Archive for June 11th, 2009

Why Won’t My Mortgage Company Modify My Home Mortgage?

If you have applied for a loan modification with your Mortgage Company or servicer, you are not alone. In fact, there are published reports of mortgage lenders and servicers receiving hundreds of thousands of requests for loan modification. However, there are few published success stories about homeowners who have actually been granted a loan modification. It is estimated that since early March, a mere 55,000 trial loan modifications have been granted by mortgage lenders following the launch of President Obama’s foreclosure prevention program. This success rate is low considering the number of homeowners who are currently facing default, foreclosure, or even eviction from their home. Due to the high volume of loan modification requests, loan servicers are currently overwhelmed by the influx of applications. President Obama’s administration launched a foreclosure prevention program and guidelines on March 4, 2009, however, it has taken mortgage companies and servicers months to overhaul their internal systems and train their staffs on processing applications. This period where lenders are ramping up for loan modifications has caused delays and frustration for many homeowners who are looking for a lifeline from their mortgage company.

The “Investors First/Customers Last” Approach

Another barrier to loan modification is the pressure placed on mortgage servicers by their investors. In many instances, hundreds of mortgages are “pooled” or packaged together as a securities and sold to a group on investors. Sometimes there are hundreds of investors in these “pooled” securities. Not only is it difficult to get all the investor’s consent for a loan modification; but, there is no incentive for these investors to grant consent to modify any mortgages that are part of their pool.
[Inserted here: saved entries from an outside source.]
//! Plain-text rendering of listings.

use std::fmt::Write;

use pwlink_core::{Link, LinkEntry, Port, PortEntry};

fn port_line(out: &mut String, port: &Port) {
    let _ = writeln!(out, "{:>6} {}", port.id(), port.qualified_name());
}

pub fn ports(ports: &[Port]) -> String {
    let mut out = String::new();
    for port in ports {
        port_line(&mut out, port);
    }
    out
}

pub fn port_entries(entries: &[PortEntry]) -> String {
    let mut out = String::new();
    for entry in entries {
        match entry {
            PortEntry::Stereo(group) => {
                let _ = writeln!(out, "stereo {}", group.device().unwrap_or("(mixed devices)"));
                for (label, port) in [("L", group.left()), ("R", group.right())] {
                    if let Some(port) = port {
                        let _ = writeln!(out, "  {label} {:>6} {}", port.id(), port.name());
                    }
                }
            }
            PortEntry::Mono(port) => {
                let _ = writeln!(out, "mono   {}", port.device());
                let _ = writeln!(out, "    {:>6} {}", port.id(), port.name());
            }
        }
    }
    out
}

fn link_line(out: &mut String, indent: &str, link: &Link) {
    let id = link.id().map_or_else(|| "-".to_string(), ToString::to_string);
    let _ = writeln!(out, "{indent}{id:>6} {link}");
}

pub fn links(links: &[Link]) -> String {
    let mut out = String::new();
    for link in links {
        link_line(&mut out, "", link);
    }
    out
}

pub fn link_entries(entries: &[LinkEntry]) -> String {
    let mut out = String::new();
    for entry in entries {
        match entry {
            LinkEntry::Stereo(stereo) => {
                let _ = writeln!(out, "stereo");
                link_line(&mut out, "  L ", stereo.left());
                link_line(&mut out, "  R ", stereo.right());
            }
            LinkEntry::Group(group) => {
                let _ = writeln!(
                    out,
                    "group  {}:{} ({} links, shared {})",
                    group.common_device(),
                    group.common_name(),
                    group.len(),
                    group.side()
                );
                for link in group.links() {
                    link_line(&mut out, "    ", link);
                }
            }
            LinkEntry::Single(link) => link_line(&mut out, "", link),
        }
    }
    out
}
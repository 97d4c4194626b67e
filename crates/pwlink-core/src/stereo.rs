//! Stereo channel groups and the adjacency-based pairing heuristic.
//!
//! `pw-link` lists the ports of one device next to each other, so two
//! consecutive ports of the same device whose names mention `FL`/`FR` are
//! taken to be a stereo pair. Devices with more than two channels, or with
//! left and right reversed relative to listing order, are not paired
//! correctly; such ports come out as mono entries.

use std::fmt;

use serde::Serialize;
use tracing::trace;

use crate::error::{Error, Result};
use crate::port::{Direction, Port};

/// Channel position inferred from a port or link name.
#[derive(Debug, Clone, Copy, PartialEq, Eq)]
pub enum Channel {
    /// Front left
    Left,
    /// Front right
    Right,
}

/// Infer a channel position from a name (`FL` wins over `FR`).
#[must_use]
pub fn channel_of(name: &str) -> Option<Channel> {
    let upper = name.to_uppercase();
    if upper.contains("FL") {
        Some(Channel::Left)
    } else if upper.contains("FR") {
        Some(Channel::Right)
    } else {
        None
    }
}

/// Left/right grouping of same-direction ports.
///
/// Either side may be absent; a group always has at least one member.
#[derive(Debug, Clone, PartialEq, Eq, Serialize)]
pub struct StereoGroup {
    /// Direction shared by both members
    direction: Direction,
    /// Left channel port
    left: Option<Port>,
    /// Right channel port
    right: Option<Port>,
}

impl StereoGroup {
    /// Build a group, checking that the members share a direction.
    pub fn new(left: Option<Port>, right: Option<Port>) -> Result<Self> {
        let direction = match (&left, &right) {
            (None, None) => return Err(Error::EmptyStereoGroup),
            (Some(l), Some(r)) if l.direction() != r.direction() => {
                return Err(Error::DirectionMismatch {
                    port: r.to_string(),
                    expected: l.direction(),
                });
            }
            (Some(port), _) | (None, Some(port)) => port.direction(),
        };
        Ok(Self { direction, left, right })
    }

    /// A group with only a left (mono) channel.
    #[must_use]
    pub fn mono(port: Port) -> Self {
        Self { direction: port.direction(), left: Some(port), right: None }
    }

    /// Pair two ports already known to share a direction.
    pub(crate) fn paired(left: Port, right: Port) -> Self {
        debug_assert_eq!(left.direction(), right.direction());
        Self { direction: left.direction(), left: Some(left), right: Some(right) }
    }

    #[must_use]
    pub fn direction(&self) -> Direction {
        self.direction
    }

    #[must_use]
    pub fn left(&self) -> Option<&Port> {
        self.left.as_ref()
    }

    #[must_use]
    pub fn right(&self) -> Option<&Port> {
        self.right.as_ref()
    }

    /// Whether both channels are present.
    #[must_use]
    pub fn is_stereo(&self) -> bool {
        self.left.is_some() && self.right.is_some()
    }

    /// Device shared by the members.
    ///
    /// `None` when left and right belong to different devices.
    #[must_use]
    pub fn device(&self) -> Option<&str> {
        match (&self.left, &self.right) {
            (Some(l), Some(r)) if l.device() == r.device() => Some(l.device()),
            (Some(_), Some(_)) | (None, None) => None,
            (Some(port), None) | (None, Some(port)) => Some(port.device()),
        }
    }

    /// Members in left, right order.
    pub fn ports(&self) -> impl Iterator<Item = &Port> {
        self.left.iter().chain(self.right.iter())
    }
}

impl fmt::Display for StereoGroup {
    fn fmt(&self, f: &mut fmt::Formatter<'_>) -> fmt::Result {
        let side = |port: Option<&Port>| port.map_or_else(|| "-".to_string(), Port::qualified_name);
        write!(f, "[{} | {}]", side(self.left()), side(self.right()))
    }
}

/// One entry of a paired port listing.
#[derive(Debug, Clone, PartialEq, Eq, Serialize)]
#[serde(tag = "kind", rename_all = "lowercase")]
pub enum PortEntry {
    /// Two ports paired into left and right
    Stereo(StereoGroup),
    /// A port with no partner
    Mono(Port),
}

impl PortEntry {
    #[must_use]
    pub fn direction(&self) -> Direction {
        match self {
            Self::Stereo(group) => group.direction(),
            Self::Mono(port) => port.direction(),
        }
    }

    #[must_use]
    pub fn device(&self) -> Option<&str> {
        match self {
            Self::Stereo(group) => group.device(),
            Self::Mono(port) => Some(port.device()),
        }
    }

    /// Whether any member is a MIDI port.
    #[must_use]
    pub fn is_midi(&self) -> bool {
        match self {
            Self::Stereo(group) => group.ports().any(Port::is_midi),
            Self::Mono(port) => port.is_midi(),
        }
    }

    /// View this entry as a group; a mono port becomes the left channel.
    #[must_use]
    pub fn into_stereo(self) -> StereoGroup {
        match self {
            Self::Stereo(group) => group,
            Self::Mono(port) => StereoGroup::mono(port),
        }
    }
}

/// Pair adjacent ports of the same device into stereo groups.
///
/// The scan walks the ports in listing order. When the next port belongs
/// to the same device (and direction) and its name mentions `FL`, it becomes
/// the left channel of a pair with the current port; if it mentions `FR` it
/// becomes the right channel. Anything else is emitted as a mono entry.
#[must_use]
pub fn pair_ports(ports: &[Port]) -> Vec<PortEntry> {
    let mut entries = Vec::with_capacity(ports.len());
    let mut i = 0;

    while i < ports.len() {
        let current = &ports[i];
        let next = ports
            .get(i + 1)
            .filter(|next| next.device() == current.device())
            .filter(|next| next.direction() == current.direction());

        if let Some(next) = next {
            let pair = match channel_of(next.name()) {
                Some(Channel::Left) => Some((next, current)),
                Some(Channel::Right) => Some((current, next)),
                None => None,
            };
            if let Some((left, right)) = pair {
                entries.push(PortEntry::Stereo(StereoGroup::paired(left.clone(), right.clone())));
                i += 2;
                continue;
            }
        }

        trace!(id = %current.id(), device = %current.device(), name = %current.name(), "Mono port");
        entries.push(PortEntry::Mono(current.clone()));
        i += 1;
    }

    entries
}

/// Drop entries that carry MIDI ports.
#[must_use]
pub fn audio_only(entries: Vec<PortEntry>) -> Vec<PortEntry> {
    entries.into_iter().filter(|entry| !entry.is_midi()).collect()
}
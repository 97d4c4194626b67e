//! Point-in-time view of the port/link graph.

use serde::Serialize;

use crate::grouping::group_links;
use crate::link::{Link, LinkEntry, dedup_links};
use crate::port::{Direction, Port};
use crate::stereo::{PortEntry, pair_ports};

/// Ports and links captured by one round of listings.
///
/// A snapshot is never updated; re-query to observe changes made by
/// connect or disconnect calls.
#[derive(Debug, Clone, Default, Serialize)]
pub struct GraphSnapshot {
    /// Input ports in listing order
    inputs: Vec<Port>,
    /// Output ports in listing order
    outputs: Vec<Port>,
    /// Unique links, duplicates from the listing removed
    links: Vec<Link>,
}

impl GraphSnapshot {
    /// Build a snapshot from parsed listings.
    #[must_use]
    pub fn new(inputs: Vec<Port>, outputs: Vec<Port>, links: Vec<Link>) -> Self {
        Self { inputs, outputs, links: dedup_links(links) }
    }

    #[must_use]
    pub fn inputs(&self) -> &[Port] {
        &self.inputs
    }

    #[must_use]
    pub fn outputs(&self) -> &[Port] {
        &self.outputs
    }

    #[must_use]
    pub fn links(&self) -> &[Link] {
        &self.links
    }

    /// Ports with the given direction.
    #[must_use]
    pub fn ports(&self, direction: Direction) -> &[Port] {
        match direction {
            Direction::Input => &self.inputs,
            Direction::Output => &self.outputs,
        }
    }

    /// Find a port by its `device:name` token.
    #[must_use]
    pub fn find_port(&self, target: &str, direction: Direction) -> Option<&Port> {
        self.ports(direction).iter().find(|p| p.qualified_name() == target)
    }

    /// Find a port by its `device:name` token, outputs first.
    #[must_use]
    pub fn find_any_port(&self, target: &str) -> Option<&Port> {
        self.find_port(target, Direction::Output)
            .or_else(|| self.find_port(target, Direction::Input))
    }

    /// All ports of a device, outputs first.
    #[must_use]
    pub fn ports_for_device(&self, device: &str) -> Vec<&Port> {
        self.outputs.iter().chain(&self.inputs).filter(|p| p.device() == device).collect()
    }

    /// Links touching a device on either side.
    #[must_use]
    pub fn links_for_device(&self, device: &str) -> Vec<&Link> {
        self.links.iter().filter(|l| l.involves_device(device)).collect()
    }

    /// Check if a link exists from `output` to `input`.
    #[must_use]
    pub fn has_link(&self, output: &Port, input: &Port) -> bool {
        self.links
            .iter()
            .any(|l| l.output().same_endpoint(output) && l.input().same_endpoint(input))
    }

    /// Inputs paired into stereo groups.
    #[must_use]
    pub fn paired_inputs(&self) -> Vec<PortEntry> {
        pair_ports(&self.inputs)
    }

    /// Outputs paired into stereo groups.
    #[must_use]
    pub fn paired_outputs(&self) -> Vec<PortEntry> {
        pair_ports(&self.outputs)
    }

    /// Links grouped into stereo pairs and shared-endpoint groups.
    #[must_use]
    pub fn grouped_links(&self) -> Vec<LinkEntry> {
        group_links(&self.links)
    }
}
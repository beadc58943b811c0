//! # Domain Types
//!
//! Core domain types used throughout Tillbook.
//!
//! ## Type Overview
//! ```text
//!   CartLine          one unit of a product in the active cart
//!   CartSummaryLine   grouped cart view: (product, price, qty, subtotal)
//!   TransactionRecord one committed sale line in the durable ledger
//!   Receipt           pure projection of a just-committed checkout
//! ```
//!
//! `TransactionRecord` maps field-for-field onto the ledger CSV columns
//! `Index, Customer, Product, Price, Amount, Total, Timestamp`; the serde
//! renames below are what produce that header row.

use chrono::{NaiveDate, NaiveDateTime};
use serde::{Deserialize, Serialize};

use crate::money::Money;

// =============================================================================
// Cart Lines
// =============================================================================

/// One unit of a product in the cart.
///
/// Adding the same product twice yields two lines; grouping happens only in
/// [`crate::cart::Cart::summarize`]. The unit price is frozen at add time, so
/// later catalog edits do not change lines already in the cart.
#[derive(Debug, Clone, PartialEq, Eq, Serialize, Deserialize)]
pub struct CartLine {
    pub product_name: String,
    pub unit_price: Money,
}

/// A grouped cart row as displayed and as committed at checkout.
#[derive(Debug, Clone, PartialEq, Eq, Serialize, Deserialize)]
pub struct CartSummaryLine {
    pub product_name: String,
    pub unit_price: Money,
    pub quantity: u32,
    /// `unit_price * quantity`.
    pub subtotal: Money,
}

// =============================================================================
// Transaction Record
// =============================================================================

/// One committed sale line in the ledger.
///
/// ## Invariants
/// - `line_total == unit_price * quantity` (exact, integer cents)
/// - `sequence_index` is unique across the ledger and contiguous from 1
///   after any delete
/// - immutable once appended (deletion is the only mutation)
#[derive(Debug, Clone, PartialEq, Eq, Serialize, Deserialize)]
pub struct TransactionRecord {
    /// 1-based sequence number, reassigned contiguously on delete.
    #[serde(rename = "Index")]
    pub sequence_index: u64,

    /// Customer the sale was rung up for; "Unknown" when none was given.
    #[serde(rename = "Customer")]
    pub customer_name: String,

    #[serde(rename = "Product")]
    pub product_name: String,

    /// Unit price at time of sale (frozen).
    #[serde(rename = "Price")]
    pub unit_price: Money,

    /// Units sold of this product in this sale.
    #[serde(rename = "Amount")]
    pub quantity: u32,

    /// `unit_price * quantity`.
    #[serde(rename = "Total")]
    pub line_total: Money,

    /// When the sale was committed. Written as `YYYY-MM-DD HH:MM:SS`;
    /// legacy rows in `DD/MM/YYYY HH:MM` are accepted on read.
    #[serde(rename = "Timestamp", with = "crate::timestamp::serde_fmt")]
    pub timestamp: NaiveDateTime,
}

impl TransactionRecord {
    /// The date portion of the timestamp (daily revenue buckets by this).
    #[inline]
    pub fn date(&self) -> NaiveDate {
        self.timestamp.date()
    }
}

// =============================================================================
// Receipt
// =============================================================================

/// One line on a printed receipt.
#[derive(Debug, Clone, PartialEq, Eq, Serialize, Deserialize)]
pub struct ReceiptLine {
    pub product_name: String,
    pub quantity: u32,
    pub line_total: Money,
}

/// A receipt for a just-committed checkout.
///
/// Derived from the records the checkout appended; never persisted.
#[derive(Debug, Clone, PartialEq, Eq, Serialize, Deserialize)]
pub struct Receipt {
    pub customer_name: String,
    /// Lines in the order the products were committed.
    pub lines: Vec<ReceiptLine>,
    pub grand_total: Money,
    pub timestamp: NaiveDateTime,
}

// =============================================================================
// Unit Tests
// =============================================================================

#[cfg(test)]
mod tests {
    use super::*;
    use chrono::NaiveDate;

    #[test]
    fn record_date_is_date_portion() {
        let record = TransactionRecord {
            sequence_index: 1,
            customer_name: "Sam".to_string(),
            product_name: "Apple".to_string(),
            unit_price: Money::from_cents(100),
            quantity: 2,
            line_total: Money::from_cents(200),
            timestamp: NaiveDate::from_ymd_opt(2024, 1, 5)
                .unwrap()
                .and_hms_opt(14, 30, 0)
                .unwrap(),
        };
        assert_eq!(record.date(), NaiveDate::from_ymd_opt(2024, 1, 5).unwrap());
    }
}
These investors are not required to, and there is nothing to compel them to consent to any loan modification. Many servicing agreements between investors and mortgage servicers restrict and prohibit the mortgage loan servicers from modifying the material parts of any loan, such as the interest rate, repayment terms, or monthly payments. This results in you, the homeowner, waiting months and months for approval your loan modification that is probably never going to come.

Bankruptcy Court Intervention: A Guaranteed Solution

So, what is a homeowner to do? A Chapter 13 Bankruptcy can help homeowners prevent the foreclosure of their home, and provide a plan for the repayment of all past due mortgage and escrow payments. A Chapter 13 Bankruptcy cannot modify the terms of your first mortgage, and, in many instances, the success of a Chapter 13 case depends on the willingness of the mortgage lender to modify a mortgage and reduce monthly payments. In limited cases, a Chapter 13 bankruptcy can avoid and eventually discharge a second mortgage. This action can be taken immediately in a Chapter 13 case, which can reduce your total monthly mortgage payment by the amount of your second mortgage. This relief applies in limited circumstances and it is important that you consult with an experienced Massachusetts bankruptcy attorney at Grantham Cencarik, P.C. to determine whether you qualify.

The First Step: Call Us – (617)497-7140

In the mean time; if you receive a letter from your lender concerning foreclosure; call us immediately; because the longer you wait, the more likely you are to lose your home. Also avoid talking to anyone who claims that they can save your home without filing bankruptcy, chances are, it is one of the many predators out there who try to steal the equity in your home, or who take money from you. If you are approached by one of these people, tell them you want to have your lawyer review their offer first, then call us for a free consultation.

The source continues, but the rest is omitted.